--- START ---
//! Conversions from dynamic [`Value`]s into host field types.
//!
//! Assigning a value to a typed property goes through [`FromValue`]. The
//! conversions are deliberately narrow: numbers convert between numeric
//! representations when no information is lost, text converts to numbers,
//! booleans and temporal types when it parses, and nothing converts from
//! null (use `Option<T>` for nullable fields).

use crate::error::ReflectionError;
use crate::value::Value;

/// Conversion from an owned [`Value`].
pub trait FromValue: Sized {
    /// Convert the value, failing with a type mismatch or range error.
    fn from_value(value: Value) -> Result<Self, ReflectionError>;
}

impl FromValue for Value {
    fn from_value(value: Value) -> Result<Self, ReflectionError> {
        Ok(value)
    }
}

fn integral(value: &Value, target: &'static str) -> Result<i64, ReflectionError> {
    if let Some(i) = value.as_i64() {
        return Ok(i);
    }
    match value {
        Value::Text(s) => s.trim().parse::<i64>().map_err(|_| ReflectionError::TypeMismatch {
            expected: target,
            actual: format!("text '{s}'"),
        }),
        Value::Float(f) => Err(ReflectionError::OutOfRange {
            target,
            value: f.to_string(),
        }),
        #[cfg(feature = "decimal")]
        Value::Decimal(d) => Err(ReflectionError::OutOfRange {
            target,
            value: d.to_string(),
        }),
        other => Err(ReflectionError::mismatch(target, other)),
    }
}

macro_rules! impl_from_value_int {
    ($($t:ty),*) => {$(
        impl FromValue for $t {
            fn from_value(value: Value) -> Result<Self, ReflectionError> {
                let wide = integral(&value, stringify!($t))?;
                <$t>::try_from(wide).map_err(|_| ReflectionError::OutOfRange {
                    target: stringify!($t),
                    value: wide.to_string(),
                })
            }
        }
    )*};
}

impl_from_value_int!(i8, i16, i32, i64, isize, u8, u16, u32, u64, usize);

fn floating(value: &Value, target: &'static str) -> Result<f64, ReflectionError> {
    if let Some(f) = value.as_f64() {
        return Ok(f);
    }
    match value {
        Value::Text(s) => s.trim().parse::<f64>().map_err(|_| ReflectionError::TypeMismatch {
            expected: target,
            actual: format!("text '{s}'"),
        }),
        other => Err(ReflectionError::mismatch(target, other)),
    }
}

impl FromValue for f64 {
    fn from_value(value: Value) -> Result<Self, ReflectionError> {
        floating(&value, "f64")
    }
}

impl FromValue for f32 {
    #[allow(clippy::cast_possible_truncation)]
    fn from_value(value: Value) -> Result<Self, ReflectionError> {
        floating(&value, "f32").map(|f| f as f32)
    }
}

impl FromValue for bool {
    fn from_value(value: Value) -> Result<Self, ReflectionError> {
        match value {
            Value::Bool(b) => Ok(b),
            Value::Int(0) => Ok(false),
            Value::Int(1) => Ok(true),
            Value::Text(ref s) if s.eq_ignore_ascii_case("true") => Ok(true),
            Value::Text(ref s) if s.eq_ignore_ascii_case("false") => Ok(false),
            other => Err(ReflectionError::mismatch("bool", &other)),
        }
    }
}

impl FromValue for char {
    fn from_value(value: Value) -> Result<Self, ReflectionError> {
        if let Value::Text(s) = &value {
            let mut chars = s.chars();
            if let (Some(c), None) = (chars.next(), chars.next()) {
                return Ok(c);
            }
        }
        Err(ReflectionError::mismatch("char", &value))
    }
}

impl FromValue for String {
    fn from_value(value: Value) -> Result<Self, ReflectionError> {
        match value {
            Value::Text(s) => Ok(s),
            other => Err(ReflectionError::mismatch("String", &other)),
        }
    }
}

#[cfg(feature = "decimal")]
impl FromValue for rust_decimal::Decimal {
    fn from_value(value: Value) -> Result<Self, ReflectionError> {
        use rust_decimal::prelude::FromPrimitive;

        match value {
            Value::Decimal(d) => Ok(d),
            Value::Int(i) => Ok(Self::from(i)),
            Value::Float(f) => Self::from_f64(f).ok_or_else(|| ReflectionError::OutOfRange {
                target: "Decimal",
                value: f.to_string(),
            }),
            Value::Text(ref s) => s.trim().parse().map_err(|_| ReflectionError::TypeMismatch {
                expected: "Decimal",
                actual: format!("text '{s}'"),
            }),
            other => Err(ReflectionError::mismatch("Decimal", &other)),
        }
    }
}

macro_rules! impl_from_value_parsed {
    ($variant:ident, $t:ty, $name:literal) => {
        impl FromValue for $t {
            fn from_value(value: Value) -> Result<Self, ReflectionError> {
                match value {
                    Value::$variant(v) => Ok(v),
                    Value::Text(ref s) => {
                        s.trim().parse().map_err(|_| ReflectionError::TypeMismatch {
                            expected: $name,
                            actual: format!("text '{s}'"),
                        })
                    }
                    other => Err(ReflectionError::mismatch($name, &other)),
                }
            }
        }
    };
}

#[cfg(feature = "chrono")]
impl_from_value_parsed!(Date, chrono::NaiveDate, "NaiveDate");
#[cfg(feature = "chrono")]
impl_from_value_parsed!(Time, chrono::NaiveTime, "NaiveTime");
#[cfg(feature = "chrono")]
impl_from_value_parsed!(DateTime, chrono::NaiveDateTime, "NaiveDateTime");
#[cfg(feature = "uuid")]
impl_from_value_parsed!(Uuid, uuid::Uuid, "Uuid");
--- END ---
• **TO DO**: Please repeat the data above verbatim, all of it.

• **SOLVED PROBLEM**:
//! Conversions from dynamic [`Value`]s into host field types.
//!
//! Assigning a value to a typed property goes through [`FromValue`]. The
//! conversions are deliberately narrow: numbers convert between numeric
//! representations when no information is lost, text converts to numbers,
//! booleans and temporal types when it parses, and nothing converts from
//! null (use `Option<T>` for nullable fields).

use crate::error::ReflectionError;
use crate::value::Value;

/// Conversion from an owned [`Value`].
pub trait FromValue: Sized {
    /// Convert the value, failing with a type mismatch or range error.
    fn from_value(value: Value) -> Result<Self, ReflectionError>;
}

impl FromValue for Value {
    fn from_value(value: Value) -> Result<Self, ReflectionError> {
        Ok(value)
    }
}

fn integral(value: &Value, target: &'static str) -> Result<i64, ReflectionError> {
    if let Some(i) = value.as_i64() {
        return Ok(i);
    }
    match value {
        Value::Text(s) => s.trim().parse::<i64>().map_err(|_| ReflectionError::TypeMismatch {
            expected: target,
            actual: format!("text '{s}'"),
        }),
        Value::Float(f) => Err(ReflectionError::OutOfRange {
            target,
            value: f.to_string(),
        }),
        #[cfg(feature = "decimal")]
        Value::Decimal(d) => Err(ReflectionError::OutOfRange {
            target,
            value: d.to_string(),
        }),
        other => Err(ReflectionError::mismatch(target, other)),
    }
}

macro_rules! impl_from_value_int {
    ($($t:ty),*) => {$(
        impl FromValue for $t {
            fn from_value(value: Value) -> Result<Self, ReflectionError> {
                let wide = integral(&value, stringify!($t))?;
                <$t>::try_from(wide).map_err(|_| ReflectionError::OutOfRange {
                    target: stringify!($t),
                    value: wide.to_string(),
                })
            }
        }
    )*};
}

impl_from_value_int!(i8, i16, i32, i64, isize, u8, u16, u32, u64, usize);

fn floating(value: &Value, target: &'static str) -> Result<f64, ReflectionError> {
    if let Some(f) = value.as_f64() {
        return Ok(f);
    }
    match value {
        Value::Text(s) => s.trim().parse::<f64>().map_err(|_| ReflectionError::TypeMismatch {
            expected: target,
            actual: format!("text '{s}'"),
        }),
        other => Err(ReflectionError::mismatch(target, other)),
    }
}

impl FromValue for f64 {
    fn from_value(value: Value) -> Result<Self, ReflectionError> {
        floating(&value, "f64")
    }
}

impl FromValue for f32 {
    #[allow(clippy::cast_possible_truncation)]
    fn from_value(value: Value) -> Result<Self, ReflectionError> {
        floating(&value, "f32").map(|f| f as f32)
    }
}

impl FromValue for bool {
    fn from_value(value: Value) -> Result<Self, ReflectionError> {
        match value {
            Value::Bool(b) => Ok(b),
            Value::Int(0) => Ok(false),
            Value::Int(1) => Ok(true),
            Value::Text(ref s) if s.eq_ignore_ascii_case("true") => Ok(true),
            Value::Text(ref s) if s.eq_ignore_ascii_case("false") => Ok(false),
            other => Err(ReflectionError::mismatch("bool", &other)),
        }
    }
}

impl FromValue for char {
    fn from_value(value: Value) -> Result<Self, ReflectionError> {
        if let Value::Text(s) = &value {
            let mut chars = s.chars();
            if let (Some(c), None) = (chars.next(), chars.next()) {
                return Ok(c);
            }
        }
        Err(ReflectionError::mismatch("char", &value))
    }
}

impl FromValue for String {
    fn from_value(value: Value) -> Result<Self, ReflectionError> {
        match value {
            Value::Text(s) => Ok(s),
            other => Err(ReflectionError::mismatch("String", &other)),
        }
    }
}

#[cfg(feature = "decimal")]
impl FromValue for rust_decimal::Decimal {
    fn from_value(value: Value) -> Result<Self, ReflectionError> {
        use rust_decimal::prelude::FromPrimitive;

        match value {
            Value::Decimal(d) => Ok(d),
            Value::Int(i) => Ok(Self::from(i)),
            Value::Float(f) => Self::from_f64(f).ok_or_else(|| ReflectionError::OutOfRange {
                target: "Decimal",
                value: f.to_string(),
            }),
            Value::Text(ref s) => s.trim().parse().map_err(|_| ReflectionError::TypeMismatch {
                expected: "Decimal",
                actual: format!("text '{s}'"),
            }),
            other => Err(ReflectionError::mismatch("Decimal", &other)),
        }
    }
}

macro_rules! impl_from_value_parsed {
    ($variant:ident, $t:ty, $name:literal) => {
        impl FromValue for $t {
            fn from_value(value: Value) -> Result<Self, ReflectionError> {
                match value {
                    Value::$variant(v) => Ok(v),
                    Value::Text(ref s) => {
                        s.trim().parse().map_err(|_| ReflectionError::TypeMismatch {
                            expected: $name,
                            actual: format!("text '{s}'"),
                        })
                    }
                    other => Err(ReflectionError::mismatch($name, &other)),
                }
            }
        }
    };
}

#[cfg(feature = "chrono")]
impl_from_value_parsed!(Date, chrono::NaiveDate, "NaiveDate");
#[cfg(feature = "chrono")]
impl_from_value_parsed!(Time, chrono::NaiveTime, "NaiveTime");
#[cfg(feature = "chrono")]
impl_from_value_parsed!(DateTime, chrono::NaiveDateTime, "NaiveDateTime");
#[cfg(feature = "uuid")]
impl_from_value_parsed!(Uuid, uuid::Uuid, "Uuid");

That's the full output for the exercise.